Les autorités guinéennes poursuivent leur politique de réforme de l’administration publique. Dans le cadre de l’assainissement du fichier des agents de l’État, le gouvernement a procédé à la radiation de 5 125 fonctionnaires, principalement pour abandon de poste ou pour dépassement de la durée réglementaire de mise en disponibilité.
Selon plusieurs arrêtés signés le 18 juin par le ministre de la Modernisation de l’administration et de la Fonction publique, Faya François Bourouno, 4 906 agents ont été radiés pour abandon de poste, tandis que 219 autres ont été sanctionnés pour avoir prolongé leur mise en disponibilité au-delà de la limite légale fixée à cinq ans.
Cette opération s’inscrit dans le vaste chantier de modernisation de la fonction publique engagé par les autorités guinéennes afin de fiabiliser le fichier des agents de l’État, maîtriser la masse salariale et renforcer la gestion des ressources humaines de l’administration.
Le premier arrêté porte sur la radiation de 3 061 fonctionnaires pour abandon de poste. Les agents concernés appartiennent à plusieurs institutions et départements ministériels, notamment la Présidence de la République ainsi que les ministères des Affaires étrangères, de l’Éducation, de la Santé, de la Justice, de la Sécurité, de l’Environnement et du Tourisme.
Le ministère précise que les fonctionnaires concernés avaient préalablement fait l’objet d’une suspension conservatoire de leurs droits durant une période de trois mois. N’ayant pas repris leurs fonctions à l’issue de ce délai, ils ont été définitivement radiés de la fonction publique. Toutefois, conformément à la réglementation en vigueur, ils conservent leurs droits à pension.

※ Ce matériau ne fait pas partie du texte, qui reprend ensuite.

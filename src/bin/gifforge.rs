use std::path::{Path, PathBuf};
use std::sync::Arc;

use anyhow::Context as _;
use clap::{Parser, Subcommand};
use tokio_util::sync::CancellationToken;

#[derive(Parser, Debug)]
#[command(name = "gifforge", version)]
struct Cli {
    /// Optional JSON config; `GIFFORGE_*` environment variables override it.
    #[arg(long, global = true)]
    config: Option<PathBuf>,

    #[command(subcommand)]
    cmd: Command,
}

#[derive(Subcommand, Debug)]
enum Command {
    /// Extract still frames as PNG files (requires `ffmpeg` and `ffprobe` on PATH).
    Frames(FramesArgs),
    /// Render an annotated GIF (requires `ffmpeg` and `ffprobe` on PATH).
    Render(RenderArgs),
}

#[derive(Parser, Debug)]
struct FramesArgs {
    /// Input video.
    #[arg(long = "in")]
    in_path: PathBuf,

    /// Directory receiving `frame_NNNNN.png` files.
    #[arg(long)]
    out_dir: PathBuf,

    /// Frames per second of source time.
    #[arg(long)]
    fps: Option<f64>,

    /// Window start in seconds.
    #[arg(long, default_value_t = 0.0)]
    start: f64,

    /// Window end in seconds; defaults to the video duration.
    #[arg(long)]
    end: Option<f64>,

    /// Output frame width; height keeps the aspect ratio.
    #[arg(long)]
    width: Option<u32>,
}

#[derive(Parser, Debug)]
struct RenderArgs {
    /// Input video.
    #[arg(long = "in")]
    in_path: PathBuf,

    /// Output GIF path.
    #[arg(long)]
    out: PathBuf,

    /// Trim start in seconds.
    #[arg(long)]
    start: Option<f64>,

    /// Trim end in seconds.
    #[arg(long)]
    end: Option<f64>,

    /// Crop box in percent, `x,y,width,height`.
    #[arg(long)]
    crop: Option<String>,

    /// GIF width in pixels.
    #[arg(long)]
    width: Option<u32>,

    /// GIF frame rate.
    #[arg(long)]
    fps: Option<u32>,

    /// JSON file with `[{"frame": id, "drawings": [...]}]` entries.
    #[arg(long)]
    drawings: Option<PathBuf>,

    /// Keep blobs and frames in this directory instead of memory.
    #[arg(long)]
    store_dir: Option<PathBuf>,
}

#[derive(serde::Deserialize)]
struct FrameDrawings {
    frame: u32,
    drawings: Vec<gifforge::Drawing>,
}

#[tokio::main]
async fn main() -> anyhow::Result<()> {
    init_tracing();
    let cli = Cli::parse();
    let config = match &cli.config {
        Some(path) => gifforge::ForgeConfig::from_json_file(path)?,
        None => gifforge::ForgeConfig::from_env()?,
    };
    match cli.cmd {
        Command::Frames(args) => cmd_frames(config, args).await,
        Command::Render(args) => cmd_render(config, args).await,
    }
}

fn init_tracing() {
    let filter = tracing_subscriber::EnvFilter::try_from_default_env()
        .unwrap_or_else(|_| tracing_subscriber::EnvFilter::new("gifforge=info"));
    tracing_subscriber::fmt()
        .with_env_filter(filter)
        .with_writer(std::io::stderr)
        .init();
}

fn mime_for_path(path: &Path) -> anyhow::Result<&'static str> {
    let ext = path
        .extension()
        .and_then(|e| e.to_str())
        .map(str::to_ascii_lowercase)
        .unwrap_or_default();
    Ok(match ext.as_str() {
        "mp4" | "m4v" => "video/mp4",
        "webm" => "video/webm",
        "mov" => "video/quicktime",
        other => anyhow::bail!("unsupported video extension '{other}'"),
    })
}

async fn read_video(path: &Path) -> anyhow::Result<gifforge::VideoBlob> {
    let mime = mime_for_path(path)?;
    let bytes = tokio::fs::read(path)
        .await
        .with_context(|| format!("read video '{}'", path.display()))?;
    Ok(gifforge::VideoBlob::new(bytes, mime))
}

fn parse_crop(s: &str) -> anyhow::Result<gifforge::CropRect> {
    let parts = s
        .split(',')
        .map(|p| p.trim().parse::<f64>())
        .collect::<Result<Vec<_>, _>>()
        .with_context(|| format!("parse crop '{s}'"))?;
    let [x, y, w, h] = parts[..] else {
        anyhow::bail!("crop must be x,y,width,height (got '{s}')");
    };
    Ok(gifforge::CropRect::new(x, y, w, h))
}

async fn cmd_frames(mut config: gifforge::ForgeConfig, args: FramesArgs) -> anyhow::Result<()> {
    if let Some(fps) = args.fps {
        config.extract.fps = fps;
    }
    if args.width.is_some() {
        config.extract.target_width = args.width;
        config.extract.target_height = None;
    }
    config.validate()?;

    let blob = read_video(&args.in_path).await?;
    let source = gifforge::FfmpegVideoSource::open(&blob).await?;
    let end = args
        .end
        .unwrap_or_else(|| gifforge::VideoSource::duration(&source));

    let extractor = gifforge::FrameExtractor::new(config.extract.clone());
    let frames = extractor
        .extract(
            &source,
            config.extract.fps,
            args.start,
            end,
            |done, total| tracing::debug!(done, total, "frame extracted"),
            &CancellationToken::new(),
        )
        .await?;
    extractor.dispose();

    tokio::fs::create_dir_all(&args.out_dir)
        .await
        .with_context(|| format!("create output dir '{}'", args.out_dir.display()))?;
    for frame in &frames {
        let path = args
            .out_dir
            .join(gifforge::frame_file_name(frame.id as usize));
        tokio::fs::write(&path, &frame.image_data[..])
            .await
            .with_context(|| format!("write png '{}'", path.display()))?;
    }

    eprintln!("wrote {} frames to {}", frames.len(), args.out_dir.display());
    Ok(())
}

async fn cmd_render(mut config: gifforge::ForgeConfig, args: RenderArgs) -> anyhow::Result<()> {
    if let Some(width) = args.width {
        config.gif.width = width;
    }
    if let Some(fps) = args.fps {
        config.gif.fps = fps;
    }
    config.validate()?;

    let annotations: Vec<FrameDrawings> = match &args.drawings {
        Some(path) => {
            let bytes = tokio::fs::read(path)
                .await
                .with_context(|| format!("read drawings '{}'", path.display()))?;
            serde_json::from_slice(&bytes).with_context(|| "parse drawings JSON")?
        }
        None => Vec::new(),
    };

    let store: Arc<dyn gifforge::FrameStore> = match &args.store_dir {
        Some(dir) => Arc::new(gifforge::DirStore::open(dir.clone()).await?),
        None => Arc::new(gifforge::MemoryStore::new()),
    };
    let transcoder = gifforge::TranscoderHandle::new(Arc::new(gifforge::FfmpegTranscoder::new()?));
    let deps = gifforge::SessionDeps {
        store,
        transcoder,
        opener: Arc::new(gifforge::FfmpegOpener),
    };
    let mut session = gifforge::EditSession::new(config, deps)?;

    session.load_video(read_video(&args.in_path).await?).await?;

    if args.start.is_some() || args.end.is_some() {
        let start = args.start.unwrap_or(0.0);
        let end = args.end.unwrap_or_else(|| session.duration());
        session.set_trim(start, end).await?;
        session.refresh_frames().await?;
    }
    if let Some(crop) = &args.crop {
        session.apply_crop(parse_crop(crop)?).await?;
    }
    for entry in annotations {
        let Some(frame) = session.frames().get(entry.frame) else {
            anyhow::bail!(
                "drawings reference frame {} but only {} frames were extracted",
                entry.frame,
                session.frames().len()
            );
        };
        let edited = frame.with_drawings(entry.drawings);
        session.commit_frame(edited).await?;
    }

    let artifact = session.regenerate_now().await?;
    if let Some(parent) = args.out.parent() {
        tokio::fs::create_dir_all(parent)
            .await
            .with_context(|| format!("create output dir '{}'", parent.display()))?;
    }
    tokio::fs::write(&args.out, &artifact.bytes[..])
        .await
        .with_context(|| format!("write gif '{}'", args.out.display()))?;

    tracing::info!(
        frames = artifact.stats.frames_total,
        composited = artifact.stats.frames_composited,
        bytes = artifact.bytes.len(),
        "gif rendered"
    );
    if args.store_dir.is_none() {
        session.teardown().await?;
    }
    eprintln!("wrote {}", args.out.display());
    Ok(())
}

Ces décisions s’appuient sur les dispositions de la loi de 2018 portant organisation de l’administration publique ainsi que sur le Statut général des agents de l’État adopté en 2019. Elles traduisent la volonté des autorités guinéennes de rationaliser les effectifs, de renforcer la discipline administrative et de poursuivre la modernisation de la fonction publique.